### BRIEF
The answer must be every line of the data that holds the word "across".

### SUPPLIED RECORDS
[Start of Attachment]
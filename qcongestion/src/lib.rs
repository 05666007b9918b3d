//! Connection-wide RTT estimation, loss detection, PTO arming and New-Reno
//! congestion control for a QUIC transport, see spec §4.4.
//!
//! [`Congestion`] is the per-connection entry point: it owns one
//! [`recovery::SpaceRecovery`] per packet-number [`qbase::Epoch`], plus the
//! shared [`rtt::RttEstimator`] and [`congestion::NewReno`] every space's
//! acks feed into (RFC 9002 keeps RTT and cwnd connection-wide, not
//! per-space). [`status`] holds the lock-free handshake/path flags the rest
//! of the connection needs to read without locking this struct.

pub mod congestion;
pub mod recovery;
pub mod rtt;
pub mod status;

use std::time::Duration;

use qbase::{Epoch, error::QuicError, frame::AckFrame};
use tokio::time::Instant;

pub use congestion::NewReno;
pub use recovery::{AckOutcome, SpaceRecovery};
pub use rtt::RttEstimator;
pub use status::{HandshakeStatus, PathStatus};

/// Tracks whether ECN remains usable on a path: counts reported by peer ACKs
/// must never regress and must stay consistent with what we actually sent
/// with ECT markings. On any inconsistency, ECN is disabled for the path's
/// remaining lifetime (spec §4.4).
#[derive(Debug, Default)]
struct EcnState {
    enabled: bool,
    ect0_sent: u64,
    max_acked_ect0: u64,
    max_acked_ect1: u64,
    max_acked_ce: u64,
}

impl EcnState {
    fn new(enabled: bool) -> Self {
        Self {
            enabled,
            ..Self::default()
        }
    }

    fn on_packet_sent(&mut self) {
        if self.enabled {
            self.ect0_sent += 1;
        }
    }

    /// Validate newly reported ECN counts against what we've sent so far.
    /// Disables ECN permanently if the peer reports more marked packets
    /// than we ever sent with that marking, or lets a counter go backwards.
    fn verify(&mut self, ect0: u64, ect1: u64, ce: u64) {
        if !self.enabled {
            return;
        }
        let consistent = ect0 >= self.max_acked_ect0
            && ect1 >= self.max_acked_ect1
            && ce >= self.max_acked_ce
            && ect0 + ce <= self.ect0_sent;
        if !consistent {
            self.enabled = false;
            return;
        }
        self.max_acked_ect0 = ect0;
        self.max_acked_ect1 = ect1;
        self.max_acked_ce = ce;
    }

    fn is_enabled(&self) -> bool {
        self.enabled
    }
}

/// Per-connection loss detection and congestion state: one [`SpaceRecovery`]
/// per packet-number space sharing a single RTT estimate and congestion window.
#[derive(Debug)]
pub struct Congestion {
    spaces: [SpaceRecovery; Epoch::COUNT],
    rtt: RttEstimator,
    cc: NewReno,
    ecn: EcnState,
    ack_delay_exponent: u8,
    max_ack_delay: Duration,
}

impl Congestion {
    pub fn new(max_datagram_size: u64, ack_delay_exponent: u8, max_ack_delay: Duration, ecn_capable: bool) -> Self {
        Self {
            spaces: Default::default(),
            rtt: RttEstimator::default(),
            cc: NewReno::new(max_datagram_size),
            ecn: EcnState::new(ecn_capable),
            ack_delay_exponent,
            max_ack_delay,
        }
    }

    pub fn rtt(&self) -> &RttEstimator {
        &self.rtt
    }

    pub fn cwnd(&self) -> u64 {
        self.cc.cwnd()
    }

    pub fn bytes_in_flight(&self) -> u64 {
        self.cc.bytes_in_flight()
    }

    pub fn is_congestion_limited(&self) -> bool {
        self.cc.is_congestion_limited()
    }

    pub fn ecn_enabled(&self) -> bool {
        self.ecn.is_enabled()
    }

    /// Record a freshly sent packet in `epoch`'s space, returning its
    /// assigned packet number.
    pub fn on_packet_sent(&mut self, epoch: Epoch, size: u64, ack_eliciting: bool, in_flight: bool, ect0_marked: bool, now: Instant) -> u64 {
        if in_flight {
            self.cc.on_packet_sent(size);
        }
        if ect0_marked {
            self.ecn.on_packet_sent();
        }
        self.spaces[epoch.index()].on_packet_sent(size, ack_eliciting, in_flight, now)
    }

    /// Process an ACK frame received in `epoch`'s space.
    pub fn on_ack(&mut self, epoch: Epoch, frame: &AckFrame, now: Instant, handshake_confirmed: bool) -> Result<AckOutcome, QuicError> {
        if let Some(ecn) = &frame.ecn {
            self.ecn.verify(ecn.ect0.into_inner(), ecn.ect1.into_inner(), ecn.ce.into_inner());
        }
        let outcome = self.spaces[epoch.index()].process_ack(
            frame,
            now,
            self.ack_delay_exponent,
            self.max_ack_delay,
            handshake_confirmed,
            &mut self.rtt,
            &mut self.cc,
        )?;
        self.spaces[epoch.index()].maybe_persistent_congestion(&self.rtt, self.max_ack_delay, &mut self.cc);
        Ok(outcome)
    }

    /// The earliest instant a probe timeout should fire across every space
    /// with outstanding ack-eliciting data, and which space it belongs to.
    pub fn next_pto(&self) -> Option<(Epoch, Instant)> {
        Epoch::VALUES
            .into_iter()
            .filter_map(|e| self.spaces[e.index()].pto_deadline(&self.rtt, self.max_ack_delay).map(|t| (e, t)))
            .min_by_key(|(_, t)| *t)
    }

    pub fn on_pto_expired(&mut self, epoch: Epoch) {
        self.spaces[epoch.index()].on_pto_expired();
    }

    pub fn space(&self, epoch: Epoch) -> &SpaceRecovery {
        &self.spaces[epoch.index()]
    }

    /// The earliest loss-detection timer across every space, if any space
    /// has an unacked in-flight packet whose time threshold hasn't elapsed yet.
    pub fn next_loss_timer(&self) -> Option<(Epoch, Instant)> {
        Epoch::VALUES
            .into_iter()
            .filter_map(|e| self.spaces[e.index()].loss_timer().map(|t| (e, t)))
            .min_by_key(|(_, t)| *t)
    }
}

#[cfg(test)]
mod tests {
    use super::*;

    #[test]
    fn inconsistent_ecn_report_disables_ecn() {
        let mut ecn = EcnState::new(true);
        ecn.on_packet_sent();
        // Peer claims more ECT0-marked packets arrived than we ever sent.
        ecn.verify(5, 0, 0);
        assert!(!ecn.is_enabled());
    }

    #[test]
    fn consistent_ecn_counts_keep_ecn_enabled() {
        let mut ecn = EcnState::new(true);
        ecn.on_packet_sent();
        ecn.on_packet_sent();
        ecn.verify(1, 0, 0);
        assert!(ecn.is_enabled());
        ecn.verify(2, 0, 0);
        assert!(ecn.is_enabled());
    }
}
[End of Attachment]
### EXERCISE OUTPUT
    /// The earliest instant a probe timeout should fire across every space
    /// The earliest loss-detection timer across every space, if any space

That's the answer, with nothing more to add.